If the offeror invoices for the ceiling price, and can validate it that it has worked all the hours it charges, then that is what the Government pays.

You accept the services because they are required by the contract.  They are required services, not voluntary services.

You did not contract for a certain number of hours — you contracted for a job with a ceiling price, and you agreed to pay contractor invoices monthly or bi-weekly provided the hours were actually worked up to the ceiling price.  If the contractor charges 100 hours to your contract, you pay for 100 hours.  If the contractor charges an additional 10 hours somewhere else or declares it a loss, what do you care?  Pay the 100 hours and give the contractor an Exceptional CPARS rating.  If the contractor invoices for 100 hours, you cannot pay for 110 hours.

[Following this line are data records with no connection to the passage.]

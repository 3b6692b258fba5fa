//! Entity contract - what a type must provide to be stored
//!
//! Every persisted entity:
//! - carries a caller-assigned string id (unset until the caller sets it)
//! - declares a stable type tag stored alongside its blob
//! - lists the top-level attributes worth indexing for point lookups
//!
//! Fields that point at other entities are stored as `InfoRef<T>`, which
//! holds only the target id and is resolved through the cache on read.

use serde::de::DeserializeOwned;
use serde::{Deserialize, Serialize};
use std::fmt;
use std::hash::{Hash, Hasher};
use std::marker::PhantomData;

/// A persistable configuration entity.
///
/// The serialized form must be a JSON object; its top-level scalar
/// attributes become property definitions of the type.
pub trait Info: Serialize + DeserializeOwned + Clone + Send + Sync + 'static {
    /// Type tag written to the `type` table and next to every blob
    const TYPE_NAME: &'static str;

    /// Top-level attributes copied into `object_property` rows
    const INDEXED: &'static [&'static str] = &[];

    /// The caller-assigned id, `None` while unset
    fn id(&self) -> Option<&str>;
}

/// Reference to another entity by id.
///
/// Serializes as the bare id string, so the referencing blob never embeds a
/// copy of the target and the reference can be indexed like any scalar.
pub struct InfoRef<T> {
    id: String,
    _target: PhantomData<fn() -> T>,
}

impl<T> InfoRef<T> {
    /// Create a reference to the entity with the given id
    pub fn new(id: impl Into<String>) -> Self {
        Self {
            id: id.into(),
            _target: PhantomData,
        }
    }

    /// Id of the referenced entity
    pub fn id(&self) -> &str {
        &self.id
    }
}

impl<T: Info> InfoRef<T> {
    /// Reference an entity that already has an id
    pub fn to(target: &T) -> crate::Result<Self> {
        target.id().map(Self::new).ok_or(crate::Error::MissingId)
    }
}

impl<T> Clone for InfoRef<T> {
    fn clone(&self) -> Self {
        Self::new(self.id.clone())
    }
}

impl<T> PartialEq for InfoRef<T> {
    fn eq(&self, other: &Self) -> bool {
        self.id == other.id
    }
}

impl<T> Eq for InfoRef<T> {}

impl<T> Hash for InfoRef<T> {
    fn hash<H: Hasher>(&self, state: &mut H) {
        self.id.hash(state);
    }
}

impl<T> fmt::Debug for InfoRef<T> {
    fn fmt(&self, f: &mut fmt::Formatter<'_>) -> fmt::Result {
        write!(f, "InfoRef({})", self.id)
    }
}

impl<T> fmt::Display for InfoRef<T> {
    fn fmt(&self, f: &mut fmt::Formatter<'_>) -> fmt::Result {
        write!(f, "{}", self.id)
    }
}

impl<T> Serialize for InfoRef<T> {
    fn serialize<S>(&self, serializer: S) -> std::result::Result<S::Ok, S::Error>
    where
        S: serde::Serializer,
    {
        serializer.serialize_str(&self.id)
    }
}

impl<'de, T> Deserialize<'de> for InfoRef<T> {
    fn deserialize<D>(deserializer: D) -> std::result::Result<Self, D::Error>
    where
        D: serde::Deserializer<'de>,
    {
        let id = String::deserialize(deserializer)?;
        if id.is_empty() {
            return Err(serde::de::Error::custom("reference id must not be empty"));
        }
        Ok(InfoRef::new(id))
    }
}

#[cfg(test)]
mod tests {
    use super::*;
    use crate::catalog::WorkspaceInfo;

    #[test]
    fn test_ref_serializes_as_id() {
        let r: InfoRef<WorkspaceInfo> = InfoRef::new("wsid");
        assert_eq!(serde_json::to_string(&r).unwrap(), "\"wsid\"");

        let parsed: InfoRef<WorkspaceInfo> = serde_json::from_str("\"wsid\"").unwrap();
        assert_eq!(parsed, r);
    }

    #[test]
    fn test_ref_rejects_empty_id() {
        assert!(serde_json::from_str::<InfoRef<WorkspaceInfo>>("\"\"").is_err());
    }

    #[test]
    fn test_ref_to_requires_id() {
        let ws = WorkspaceInfo::default();
        assert!(matches!(InfoRef::to(&ws), Err(crate::Error::MissingId)));

        let ws = WorkspaceInfo::new("wsid", "ws1");
        assert_eq!(InfoRef::to(&ws).unwrap().id(), "wsid");
    }
}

I'm trying to broker a compromise based on this. If we fund it but the contractor never invoices for it, great. No worries. The funds are two year money so as long as we do our jobs efficiently, the un-invoiced for funds will got back to the program office. In short, we can't make them invoice for hours they don't want to invoice for.

 

 

2 hours ago, Ibn Battuta said:

@KeithB18 Did your contractor notify the CO in writing that it would keep working at no additional cost to the government? If so, ask your other CO and agency counsel if they understand the distinction between voluntary services and gratuitous services.

 

 

This is an issue I'm working. Will update the thread if I can get to resolution.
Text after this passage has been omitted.